The labor is relentless. Barba said a single feeding can take more than an hour, and the work repeats from dawn to night as the animals grow, change formulas and gradually need fewer meals. California Wildlife Center says neonatal and infant squirrels often need hands-on care and specialized formula up to six times a day, then four times a day as they get older. The intensity of that routine helps explain why many rescued wild babies end up in foster homes and permitted rehabilitation spaces rather than in shelter cages.
This is baby squirrel season, one of two times each year when new litters arrive and wildlife centers fill up. In the Bay Area, spring tree and shrub trimming can cut down nests and send young squirrels tumbling to the ground, creating a surge of rescues. Wildlife experts say non-emergency tree work and yard trimming should be delayed until October or later, because most wild animals have their first brood between March and June.
Barba’s work is part of a larger California system built around volunteer and permitted rehabilitators. Under a Native Wildlife Rehabilitation Permit, injured, sick and orphaned native wild animals may be temporarily possessed for rehabilitation, with the goal of restoring them to good health for release into the wild. The California Council for Wildlife Rehabilitators says there are nearly 100 permitted wildlife rehabilitation organizations across the state, but the network is still stretched thin when baby season peaks.

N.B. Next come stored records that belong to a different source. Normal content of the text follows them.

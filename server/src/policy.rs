//! Admission policy: IP bans and the optional name/IP whitelist
//!
//! Bans are always checked before the whitelist, so a banned address stays
//! out even when one of its names is whitelisted.

use serde::Serialize;
use std::collections::BTreeSet;
use std::fmt;
use std::net::IpAddr;

/// A single whitelist rule
#[derive(Debug, Clone, PartialEq, Eq, PartialOrd, Ord, Hash, Serialize)]
#[serde(tag = "type", content = "value", rename_all = "lowercase")]
pub enum WhitelistEntry {
    Name(String),
    Ip(IpAddr),
}

impl WhitelistEntry {
    fn matches(&self, ip: IpAddr, name: &str) -> bool {
        match self {
            WhitelistEntry::Name(entry) => entry == name,
            WhitelistEntry::Ip(entry) => *entry == ip,
        }
    }
}

/// Whitelist state as reported to the control plane
#[derive(Debug, Clone, PartialEq, Eq, Serialize)]
pub struct Whitelist {
    pub enabled: bool,
    pub entries: Vec<WhitelistEntry>,
}

/// Why a connection attempt was refused
#[derive(Debug, Clone, Copy, PartialEq, Eq)]
pub enum Rejection {
    Banned,
    NotWhitelisted,
    NotAcceptingPlayers,
    NotAcceptingSpectators,
    ServerFull,
    VersionMismatch,
}

impl fmt::Display for Rejection {
    fn fmt(&self, f: &mut fmt::Formatter<'_>) -> fmt::Result {
        let reason = match self {
            Rejection::Banned => "banned",
            Rejection::NotWhitelisted => "not whitelisted",
            Rejection::NotAcceptingPlayers => "server is not accepting players",
            Rejection::NotAcceptingSpectators => "server is not accepting spectators",
            Rejection::ServerFull => "server full",
            Rejection::VersionMismatch => "protocol version mismatch",
        };
        f.write_str(reason)
    }
}

#[derive(Debug, Default)]
pub struct BanWhitelistPolicy {
    bans: BTreeSet<IpAddr>,
    whitelist: BTreeSet<WhitelistEntry>,
    whitelist_enabled: bool,
}

impl BanWhitelistPolicy {
    pub fn new() -> Self {
        Self::default()
    }

    /// Returns true if the address was not already banned
    pub fn ban(&mut self, ip: IpAddr) -> bool {
        self.bans.insert(ip)
    }

    /// Returns true if the address was banned
    pub fn unban(&mut self, ip: IpAddr) -> bool {
        self.bans.remove(&ip)
    }

    pub fn is_banned(&self, ip: IpAddr) -> bool {
        self.bans.contains(&ip)
    }

    pub fn bans(&self) -> Vec<IpAddr> {
        self.bans.iter().copied().collect()
    }

    pub fn whitelist_enabled(&self) -> bool {
        self.whitelist_enabled
    }

    /// Toggling never touches the stored entries
    pub fn set_whitelist_enabled(&mut self, enabled: bool) {
        self.whitelist_enabled = enabled;
    }

    pub fn add_entry(&mut self, entry: WhitelistEntry) -> bool {
        self.whitelist.insert(entry)
    }

    pub fn remove_entry(&mut self, entry: &WhitelistEntry) -> bool {
        self.whitelist.remove(entry)
    }

    pub fn list_entries(&self) -> Vec<WhitelistEntry> {
        self.whitelist.iter().cloned().collect()
    }

    pub fn whitelist(&self) -> Whitelist {
        Whitelist {
            enabled: self.whitelist_enabled,
            entries: self.list_entries(),
        }
    }

    /// Decides whether a client may connect, without side effects
    pub fn check(&self, ip: IpAddr, name: &str) -> Result<(), Rejection> {
        if self.is_banned(ip) {
            return Err(Rejection::Banned);
        }

        if self.whitelist_enabled && !self.whitelist.iter().any(|e| e.matches(ip, name)) {
            return Err(Rejection::NotWhitelisted);
        }

        Ok(())
    }

    pub fn admits(&self, ip: IpAddr, name: &str) -> bool {
        self.check(ip, name).is_ok()
    }
}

At Lindsay Wildlife Experience in Walnut Creek, staff have seen as many as 500 baby squirrels in a single season. That volume shows how quickly a backyard pruning job can turn into a ground-level emergency for newborn wildlife, and how ordinary residents like Barba have become a crucial stopgap in the state’s rescue chain.
Barba describes squirrels as fun, engaging, fascinating and very smart, and her daily routine reflects the hidden work behind that affection. For California’s orphaned wildlife, the difference between a fallen nest and a release back into the wild often depends on the people willing to wake up, warm formula and do it again.